A reflection on the personal dynamics of leadership. As leaders, we sometimes find that our character, reputation, and past successes have earned us new responsibilities, and new challenges: these are opportunities under our stewardship. Some of these will come with new teams, new staff, and new initiatives. Some of these will be strategically important to our companies and our careers.
These meditations, I find, provide the bedrock of the river of success, for my teams and myself.
Time will always be our most precious and fluid resource, and also the most easily wasted.
It’s safe to lose strategically unimportant opportunities. Identify these pressures and rebuff them.
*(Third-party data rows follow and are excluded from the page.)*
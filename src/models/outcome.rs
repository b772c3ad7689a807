use serde::Serialize;

/// Result of redistributing an absent employee's current-hour workload.
///
/// `success == false` is a business condition (nobody to hand work to),
/// not an error.
#[derive(Debug, Clone, Default, PartialEq, Eq, Serialize)]
pub struct RedistributionOutcome {
    pub success: bool,
    pub message: String,
    pub redistributed_tasks: usize,
    pub redistributed_clients: usize,
    pub target_count: usize,
}

impl RedistributionOutcome {
    pub fn noop(message: impl Into<String>) -> Self {
        Self {
            success: true,
            message: message.into(),
            ..Default::default()
        }
    }

    pub fn failed(message: impl Into<String>) -> Self {
        Self {
            success: false,
            message: message.into(),
            ..Default::default()
        }
    }
}

/// Result of giving a signed-in employee their scheduled workload back.
#[derive(Debug, Clone, Default, PartialEq, Eq, Serialize)]
pub struct RestorationOutcome {
    pub success: bool,
    pub message: String,
    pub restored_tasks: usize,
    pub restored_clients: usize,
    /// Temporary rows revoked on this employee's behalf.
    pub revoked: usize,
}

/// What one sweep pass did.
#[derive(Debug, Clone, Default, Serialize)]
pub struct SweepReport {
    pub hour: u32,
    pub scheduled_entries: usize,
    pub absent_employees: Vec<String>,
    pub redistributed: usize,
    pub failed: Vec<(String, String)>,
}
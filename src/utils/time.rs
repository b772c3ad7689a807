//! Time utilities: parsing HH:MM, lateness, hour slots.

use crate::errors::{AppError, AppResult};
use chrono::{NaiveDateTime, NaiveTime};

/// Parse `HH:MM` or `HH:MM:SS`.
pub fn parse_time(t: &str) -> Option<NaiveTime> {
    let t = t.trim();
    NaiveTime::parse_from_str(t, "%H:%M")
        .or_else(|_| NaiveTime::parse_from_str(t, "%H:%M:%S"))
        .ok()
}

pub fn format_time(t: &NaiveTime) -> String {
    t.format("%H:%M").to_string()
}

pub fn parse_optional_time(input: Option<&String>) -> AppResult<Option<NaiveTime>> {
    if let Some(s) = input {
        let t = parse_time(s).ok_or_else(|| AppError::InvalidTime(s.to_string()))?;
        Ok(Some(t))
    } else {
        Ok(None)
    }
}

/// Whole minutes between the scheduled time on the sign-in day and the
/// sign-in instant; early or on-time sign-ins count as zero.
pub fn late_minutes(signed_in_at: NaiveDateTime, scheduled: NaiveTime) -> i64 {
    let expected = signed_in_at.date().and_time(scheduled);
    let diff = signed_in_at - expected;
    if diff.num_milliseconds() > 0 {
        diff.num_minutes()
    } else {
        0
    }
}

/// Validate an hour of day for schedule windows and ledger slots.
pub fn check_hour(hour: i64) -> AppResult<u32> {
    if (0..=23).contains(&hour) {
        Ok(hour as u32)
    } else {
        Err(AppError::InvalidHour(hour))
    }
}
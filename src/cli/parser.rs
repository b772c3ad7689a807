use clap::{ArgGroup, Parser, Subcommand};

/// Command-line interface definition for rWorkload
/// CLI application to redistribute hourly workload with SQLite
#[derive(Parser)]
#[command(
    name = "rworkload",
    version = env!("CARGO_PKG_VERSION"),
    about = "Hour-based workload redistribution: schedules, sign-ins and fair reassignment using SQLite",
    long_about = None
)]
pub struct Cli {
    /// Override database path (useful for tests or custom DB)
    #[arg(global = true, long = "db")]
    pub db: Option<String>,

    /// Run in test mode (no config file update)
    #[arg(global = true, long = "test", hide = true)]
    pub test: bool,

    /// Pin the clock to "YYYY-MM-DD HH:MM" instead of the system time
    #[arg(global = true, long = "at", hide = true)]
    pub at: Option<String>,

    #[command(subcommand)]
    pub command: Commands,
}

#[derive(Subcommand)]
pub enum Commands {
    /// Initialize the database and configuration
    Init,

    /// Manage the configuration file (view or edit)
    Config {
        #[arg(long = "print", help = "Print the current configuration")]
        print_config: bool,

        #[arg(
            long = "edit",
            help = "Edit the configuration file (default editor: $EDITOR, or nano/notepad)"
        )]
        edit_config: bool,

        #[arg(
            long = "editor",
            help = "Specify the editor to use (vim, nano, or custom path)"
        )]
        editor: Option<String>,
    },

    /// Manage the database (migrations, integrity checks, etc.)
    Db {
        #[arg(long = "migrate", help = "Run pending database migrations")]
        migrate: bool,

        #[arg(long = "check", help = "Check database integrity and ledger exclusivity")]
        check: bool,

        #[arg(long = "vacuum", help = "Optimize the database using VACUUM")]
        vacuum: bool,

        #[arg(long = "info", help = "Show database information")]
        info: bool,
    },

    /// Print the internal log table
    Log {
        #[arg(long = "print", help = "Print rows from the internal log table")]
        print: bool,
    },

    /// Manage employees
    Employee {
        #[command(subcommand)]
        action: EmployeeAction,
    },

    /// Manage tasks
    Task {
        #[command(subcommand)]
        action: TaskAction,
    },

    /// Manage clients
    Client {
        #[command(subcommand)]
        action: ClientAction,
    },

    /// Manage hour-based schedule entries
    Schedule {
        #[command(subcommand)]
        action: ScheduleAction,
    },

    /// Sign an employee in (restores their workload)
    Signin {
        employee: String,

        #[arg(long = "scheduled", help = "Expected sign-in time (HH:MM); defaults to the shift start")]
        scheduled: Option<String>,

        #[arg(long = "no-hook", help = "Skip the redistribution sweep after signing in")]
        no_hook: bool,
    },

    /// Sign an employee out
    Signout {
        employee: String,

        #[arg(long = "no-hook", help = "Skip the redistribution sweep after signing out")]
        no_hook: bool,
    },

    /// Show today's attendance
    Attendance,

    /// Redistribute an absent employee's current-hour workload
    Redistribute { employee: String },

    /// Restore an employee's scheduled workload
    Restore { employee: String },

    /// Run the hourly sweep now
    Sweep,

    /// Run the sweep at every interval boundary (default: every hour)
    Watch {
        #[arg(long = "passes", help = "Stop after this many passes")]
        passes: Option<usize>,
    },

    /// Per-employee view of the current hour
    Summary {
        #[arg(long = "json", help = "Print the summary as JSON")]
        json: bool,

        #[arg(long = "detail", help = "List the task and client ids behind each count")]
        detail: bool,
    },

    /// Live assignments of one employee, or who is signed in when no employee is given
    Assignments {
        employee: Option<String>,

        #[arg(long = "all-hours", help = "Include every hour slot, not only the current one")]
        all_hours: bool,

        #[arg(long = "json", help = "Print as JSON")]
        json: bool,
    },

    /// Show realtime assignment history
    Ledger {
        #[arg(long = "kind", help = "Only one ledger: task or client")]
        kind: Option<String>,

        #[arg(long = "hour", help = "Only one hour slot (0-23)")]
        hour: Option<i64>,

        #[arg(long = "active", help = "Only rows that are currently active")]
        active: bool,

        #[arg(long = "csv", value_name = "FILE", help = "Export the rows to a CSV file")]
        csv: Option<String>,
    },
}

#[derive(Subcommand)]
pub enum EmployeeAction {
    /// Add an employee
    Add {
        id: String,
        name: String,

        #[arg(long = "role", default_value = "employee", help = "admin or employee")]
        role: String,

        #[arg(long = "shift-start", help = "Expected sign-in time (HH:MM)")]
        shift_start: Option<String>,
    },
    /// List employees
    List,
}

#[derive(Subcommand)]
pub enum TaskAction {
    /// Add a task
    Add {
        id: String,
        title: String,

        #[arg(long = "assigned-to")]
        assigned_to: Option<String>,
    },
    /// List tasks with their current owner
    List,
}

#[derive(Subcommand)]
pub enum ClientAction {
    /// Add a client
    Add { id: String, name: String },
    /// List clients
    List,
}

#[derive(Subcommand)]
pub enum ScheduleAction {
    /// Create a schedule entry for an inclusive hour window
    #[command(group(ArgGroup::new("target").required(true).args(["task", "client"])))]
    Add {
        #[arg(long = "from", help = "First hour of the window (0-23)")]
        from: i64,

        #[arg(long = "to", help = "Last hour of the window (0-23)")]
        to: i64,

        #[arg(long = "task")]
        task: Option<String>,

        #[arg(long = "client")]
        client: Option<String>,

        #[arg(long = "assign", help = "Employee who owns the work")]
        assign: String,

        #[arg(long = "by", help = "Admin creating the entry")]
        by: String,

        #[arg(long = "once", help = "Not a recurring entry")]
        once: bool,
    },
    /// List every schedule entry
    List,
    /// Delete a schedule entry
    Del {
        id: i64,

        #[arg(long = "yes", short = 'y', help = "Do not ask for confirmation")]
        yes: bool,
    },
}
The right opportunities are the ones you’re ready to pursue when they arise. Be ready.
There will be more opportunities than you can possibly pursue. Be selective.
Better to succeed in the important few, than fail by taking on too many.
Things change. Sometimes the strategy was wrong. Sometimes the strategy must adapt to what we didn’t see coming.
Some things cannot be changed, but we can leverage time to change our plans and commitments; the strategy need not change just because the tactics had to evolve.
Pressure is largely virtual; we create it by being overcommitted or distracted. Most of them are not strategically important.
There is no pressure that cannot be managed. There are no pressures, that when mixed, will not require management.
I am a steward, responsible for the well-being of my team, and their growth in skills and capability.
I am a leader, responsible for communicating and executing the vision, mission and strategy, of my company, regardless of my station.
I am a mentor, responsible for raising new leaders.
I am a servant, responsible for enabling my team and others in my company to succeed in our strategy.
I am a guide, responsible for lighting a path, and helping others walk in it. I cannot walk it for them.
I am a change agent, responsible for making tomorrow better than yesterday.
The problems of tomorrow may require methods we did not understand yesterday.
What’s good for my people is good for my company.
Without hope there is no creativity or experimentation, and therefore no innovation.
Without calm, we hazard poor judgement, and create liabilities. (Sometimes technical debt.)
My emotions, thoughts, and perceptions are tools, which I will govern and leverage for my teams’ success. I create my team’s environment, and my well-being influences their outcomes.
My hope becomes my team’s hope. When I am hopeful, I speak with hope, and my team becomes hopeful.
My calm becomes my team’s calm. When I am calm, my team joins me in considering calmly, and we make better decisions.
The inner calm begets the outer calm; the inner hope, the outer. Calm begets calm. All is calm.